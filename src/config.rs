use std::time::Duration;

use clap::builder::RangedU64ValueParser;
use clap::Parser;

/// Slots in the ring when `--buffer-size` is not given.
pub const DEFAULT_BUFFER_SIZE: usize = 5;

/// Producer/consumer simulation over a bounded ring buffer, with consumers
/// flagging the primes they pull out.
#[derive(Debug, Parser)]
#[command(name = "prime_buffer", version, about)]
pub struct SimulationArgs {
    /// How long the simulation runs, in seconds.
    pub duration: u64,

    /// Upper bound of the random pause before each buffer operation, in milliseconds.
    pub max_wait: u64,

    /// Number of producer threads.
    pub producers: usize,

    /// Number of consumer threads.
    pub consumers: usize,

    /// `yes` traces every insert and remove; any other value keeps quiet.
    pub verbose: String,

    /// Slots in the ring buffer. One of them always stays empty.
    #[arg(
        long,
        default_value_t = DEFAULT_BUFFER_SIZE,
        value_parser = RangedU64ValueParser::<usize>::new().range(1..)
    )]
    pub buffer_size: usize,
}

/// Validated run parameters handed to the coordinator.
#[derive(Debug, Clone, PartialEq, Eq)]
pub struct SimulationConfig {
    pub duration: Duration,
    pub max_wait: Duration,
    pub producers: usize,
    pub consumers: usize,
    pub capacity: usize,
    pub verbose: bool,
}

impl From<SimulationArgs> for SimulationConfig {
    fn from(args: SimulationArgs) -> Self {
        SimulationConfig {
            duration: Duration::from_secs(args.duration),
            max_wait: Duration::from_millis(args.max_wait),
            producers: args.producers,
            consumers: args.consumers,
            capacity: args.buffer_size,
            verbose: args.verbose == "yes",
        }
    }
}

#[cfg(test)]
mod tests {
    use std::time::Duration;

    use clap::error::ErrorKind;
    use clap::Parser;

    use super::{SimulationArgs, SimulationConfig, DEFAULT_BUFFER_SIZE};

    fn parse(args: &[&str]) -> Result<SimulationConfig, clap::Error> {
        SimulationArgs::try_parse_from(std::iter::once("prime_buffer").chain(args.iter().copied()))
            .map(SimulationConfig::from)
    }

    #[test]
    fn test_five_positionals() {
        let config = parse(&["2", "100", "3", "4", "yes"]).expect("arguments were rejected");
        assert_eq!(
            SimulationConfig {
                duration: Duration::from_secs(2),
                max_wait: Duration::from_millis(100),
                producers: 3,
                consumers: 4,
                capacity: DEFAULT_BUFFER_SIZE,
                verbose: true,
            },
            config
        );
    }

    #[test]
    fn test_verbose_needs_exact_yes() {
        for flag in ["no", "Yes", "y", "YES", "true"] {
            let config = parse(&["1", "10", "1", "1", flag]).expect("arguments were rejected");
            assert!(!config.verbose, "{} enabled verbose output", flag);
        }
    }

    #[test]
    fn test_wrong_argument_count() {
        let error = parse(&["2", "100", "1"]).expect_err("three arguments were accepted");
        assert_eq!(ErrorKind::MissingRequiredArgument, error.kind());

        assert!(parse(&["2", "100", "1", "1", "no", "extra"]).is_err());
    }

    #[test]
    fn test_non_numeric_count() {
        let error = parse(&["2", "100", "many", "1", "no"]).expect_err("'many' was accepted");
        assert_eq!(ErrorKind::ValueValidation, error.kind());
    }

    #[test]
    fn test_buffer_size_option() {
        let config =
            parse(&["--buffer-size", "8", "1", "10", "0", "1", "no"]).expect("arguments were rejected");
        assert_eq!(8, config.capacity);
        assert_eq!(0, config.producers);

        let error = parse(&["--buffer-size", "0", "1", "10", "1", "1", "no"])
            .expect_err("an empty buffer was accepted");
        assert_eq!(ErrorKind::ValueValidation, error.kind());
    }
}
• • • • • • •
Task> Every line that contains the string "Slots" should be copied from the records.

Reply to the task>
/// Slots in the ring when `--buffer-size` is not given.
    /// Slots in the ring buffer. One of them always stays empty.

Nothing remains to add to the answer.